Quickstart: Analyze a local image using the Computer Vision REST API and Python

In this quickstart, you'll analyze a locally stored image to extract visual features using the Computer Vision REST API. With the Analyze Image method, you can extract visual features based on image content.

You can run this quickstart in a step-by step fashion using a Jupyter notebook on MyBinder. To launch Binder, select the following button:

Binder

Prerequisites

  • An Azure subscription - Create one for free
  • Python and the following packages:
  • Once you have your Azure subscription, create a Computer Vision resource in the Azure portal to get your key and endpoint.
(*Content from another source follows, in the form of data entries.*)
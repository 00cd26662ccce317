//! Uniqueness and existence checks shared by every operation service.
//!
//! Lookups return the live row or a typed [`LookupError`]; name checks distinguish a name
//! held by a live record from one only held by a deleted record, since deleted pharmacy
//! and product names stay reserved.

use std::collections::HashSet;

use sea_orm::{ConnectionTrait, DbErr, SqlErr};

use crate::server::{
    data::{
        admin::AdminRepository, category::CategoryRepository, image::ProductImageRepository,
        pharmacy::PharmacyRepository, product::ProductRepository, unit::UnitRepository,
    },
    error::{conflict::ConflictError, invariant::InvariantError, lookup::LookupError, Error},
};

pub struct Validator<'a, C: ConnectionTrait> {
    db: &'a C,
}

impl<'a, C: ConnectionTrait> Validator<'a, C> {
    /// Creates a new instance of [`Validator`]
    pub fn new(db: &'a C) -> Self {
        Self { db }
    }

    /// Ensures no other pharmacy, live or deleted, uses the name
    pub async fn pharmacy_name(&self, name: &str, exclude_id: Option<i32>) -> Result<(), Error> {
        let matches = PharmacyRepository::new(self.db)
            .find_by_name(name, exclude_id)
            .await?;

        check_name_conflict(
            "Pharmacy",
            name,
            matches.iter().map(|p| p.deleted_at.is_none()),
        )
    }

    /// Ensures no other product, live or deleted, uses the name
    pub async fn product_name(&self, name: &str, exclude_id: Option<i32>) -> Result<(), Error> {
        let matches = ProductRepository::new(self.db)
            .find_by_name(name, exclude_id)
            .await?;

        check_name_conflict(
            "Product",
            name,
            matches.iter().map(|p| p.deleted_at.is_none()),
        )
    }

    /// Ensures no other live unit of the product uses the name
    pub async fn unit_name(
        &self,
        product_id: i32,
        name: &str,
        exclude_id: Option<i32>,
    ) -> Result<(), Error> {
        let matches = UnitRepository::new(self.db)
            .find_live_by_name(product_id, name, exclude_id)
            .await?;

        check_name_conflict("Unit", name, matches.iter().map(|_| true))
    }

    /// Ensures no other category uses the name
    pub async fn category_name(&self, name: &str, exclude_id: Option<i32>) -> Result<(), Error> {
        let matches = CategoryRepository::new(self.db)
            .find_by_name(name, exclude_id)
            .await?;

        check_name_conflict("Category", name, matches.iter().map(|_| true))
    }

    pub async fn product_slug(&self, slug: &str, exclude_id: Option<i32>) -> Result<(), Error> {
        let existing = ProductRepository::new(self.db)
            .find_by_slug(slug, exclude_id)
            .await?;

        match existing {
            Some(_) => Err(ConflictError::SlugTaken(slug.to_string()).into()),
            None => Ok(()),
        }
    }

    pub async fn live_pharmacy(&self, id: i32) -> Result<entity::pharmacy::Model, Error> {
        let pharmacy = PharmacyRepository::new(self.db)
            .find_by_id(id)
            .await?
            .ok_or(LookupError::PharmacyNotFound(id))?;

        if pharmacy.deleted_at.is_some() {
            return Err(LookupError::PharmacyGone(id).into());
        }

        Ok(pharmacy)
    }

    pub async fn live_product(&self, id: i32) -> Result<entity::product::Model, Error> {
        let product = ProductRepository::new(self.db)
            .find_by_id(id)
            .await?
            .ok_or(LookupError::ProductNotFound(id))?;

        if product.deleted_at.is_some() {
            return Err(LookupError::ProductGone(id).into());
        }

        Ok(product)
    }

    pub async fn live_unit(&self, id: i32) -> Result<entity::unit_product::Model, Error> {
        let unit = UnitRepository::new(self.db)
            .find_by_id(id)
            .await?
            .ok_or(LookupError::UnitNotFound(id))?;

        if unit.deleted_at.is_some() {
            return Err(LookupError::UnitGone(id).into());
        }

        Ok(unit)
    }

    pub async fn image(&self, id: i32) -> Result<entity::product_image::Model, Error> {
        let image = ProductImageRepository::new(self.db)
            .find_by_id(id)
            .await?
            .ok_or(LookupError::ImageNotFound(id))?;

        Ok(image)
    }

    pub async fn category(&self, id: i32) -> Result<entity::category::Model, Error> {
        let category = CategoryRepository::new(self.db)
            .find_by_id(id)
            .await?
            .ok_or(LookupError::CategoryNotFound(id))?;

        Ok(category)
    }

    /// Ensures every category id exists
    pub async fn categories_exist(&self, ids: &[i32]) -> Result<(), Error> {
        let existing: HashSet<i32> = CategoryRepository::new(self.db)
            .get_existing_ids(ids)
            .await?
            .into_iter()
            .collect();

        let missing = missing_ids(ids, &existing);
        if !missing.is_empty() {
            return Err(LookupError::CategoriesNotFound(missing).into());
        }

        Ok(())
    }

    /// Returns the admins, failing when any id is unknown or deleted
    pub async fn live_admins(&self, ids: &[i32]) -> Result<Vec<entity::admin::Model>, Error> {
        let admins: Vec<entity::admin::Model> = AdminRepository::new(self.db)
            .find_by_ids(ids)
            .await?
            .into_iter()
            .filter(|a| a.deleted_at.is_none())
            .collect();

        let live: HashSet<i32> = admins.iter().map(|a| a.id).collect();

        let missing = missing_ids(ids, &live);
        if !missing.is_empty() {
            return Err(LookupError::AdminsNotFound(missing).into());
        }

        Ok(admins)
    }
}

/// Rejects names that are empty once trimmed
pub fn require_name(field: &'static str, value: &str) -> Result<(), InvariantError> {
    if value.trim().is_empty() {
        return Err(InvariantError::InvalidField {
            field,
            rule: "a non-empty string",
        });
    }

    Ok(())
}

pub fn require_positive(field: &'static str, value: f64) -> Result<(), InvariantError> {
    if !(value.is_finite() && value > 0.0) {
        return Err(InvariantError::InvalidField {
            field,
            rule: "greater than zero",
        });
    }

    Ok(())
}

pub fn require_non_negative(field: &'static str, value: i64) -> Result<(), InvariantError> {
    if value < 0 {
        return Err(InvariantError::InvalidField {
            field,
            rule: "zero or more",
        });
    }

    Ok(())
}

/// Rejects coordinates outside the valid latitude and longitude ranges
pub fn require_coordinates(lat: Option<f64>, lng: Option<f64>) -> Result<(), InvariantError> {
    if lat.is_some_and(|lat| !(-90.0..=90.0).contains(&lat)) {
        return Err(InvariantError::InvalidField {
            field: "lat",
            rule: "between -90 and 90",
        });
    }
    if lng.is_some_and(|lng| !(-180.0..=180.0).contains(&lng)) {
        return Err(InvariantError::InvalidField {
            field: "lng",
            rule: "between -180 and 180",
        });
    }

    Ok(())
}

/// Maps the liveness of every row matching a name onto the conflict it causes
fn check_name_conflict(
    entity: &'static str,
    name: &str,
    matches: impl Iterator<Item = bool>,
) -> Result<(), Error> {
    let mut held_by_deleted = false;

    for is_live in matches {
        if is_live {
            return Err(ConflictError::NameTaken {
                entity,
                name: name.trim().to_string(),
            }
            .into());
        }
        held_by_deleted = true;
    }

    if held_by_deleted {
        return Err(ConflictError::NameHeldByDeleted {
            entity,
            name: name.trim().to_string(),
        }
        .into());
    }

    Ok(())
}

/// Maps a unique-index violation raised by a write onto the conflict it stands for
///
/// The name checks run before every write, so this only fires when a concurrent
/// transaction committed the same name in between. `conflict` receives the database's
/// description of the violated constraint.
pub fn unique_violation(err: DbErr, conflict: impl FnOnce(&str) -> ConflictError) -> Error {
    match err.sql_err() {
        Some(SqlErr::UniqueConstraintViolation(detail)) => conflict(&detail).into(),
        _ => err.into(),
    }
}

/// [`unique_violation`] for writes whose only unique column is the name
pub fn name_violation<'a>(entity: &'static str, name: &'a str) -> impl FnOnce(DbErr) -> Error + 'a {
    move |err| {
        unique_violation(err, |_| ConflictError::NameTaken {
            entity,
            name: name.trim().to_string(),
        })
    }
}

fn missing_ids(requested: &[i32], found: &HashSet<i32>) -> Vec<i32> {
    let mut missing: Vec<i32> = requested
        .iter()
        .filter(|id| !found.contains(id))
        .copied()
        .collect();
    missing.sort_unstable();
    missing.dedup();

    missing
}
After it deploys, click Go to resource.
    • You will need the key and endpoint from the resource you create to connect your application to the Computer Vision service. You'll paste your key and endpoint into the code below later in the quickstart.
    • You can use the free pricing tier (F0) to try the service, and upgrade later to a paid tier for production.
  • Create environment variables for the key and endpoint URL, named COMPUTER_VISION_SUBSCRIPTION_KEY and COMPUTER_VISION_ENDPOINT, respectively.

Create and run the sample

To create and run the sample, do the following steps:

  1. Copy the following code into a text editor.
  2. Replace the value of image_path with the path and file name of a different image that you want to analyze.
  3. Save the code as a file with an .py extension. For example, analyze-local-image.py.
  4. Open a command prompt window.
  5. At the prompt, use the python command to run the sample. For example, python analyze-local-image.py.
import os
import sys
import requests
# If you are using a Jupyter notebook, uncomment the following line.
# %matplotlib inline
import matplotlib.pyplot as plt
from PIL import Image
from io import BytesIO

# Add your Computer Vision subscription key and endpoint to your environment variables.
if 'COMPUTER_VISION_SUBSCRIPTION_KEY' in os.environ:
    subscription_key = os.environ['COMPUTER_VISION_SUBSCRIPTION_KEY']
else:
    print("\nSet the COMPUTER_VISION_SUBSCRIPTION_KEY environment variable.\n**Restart your shell or IDE for changes to take effect.**")
    sys.exit()

if 'COMPUTER_VISION_ENDPOINT' in os.environ:
    endpoint = os.environ['COMPUTER_VISION_ENDPOINT']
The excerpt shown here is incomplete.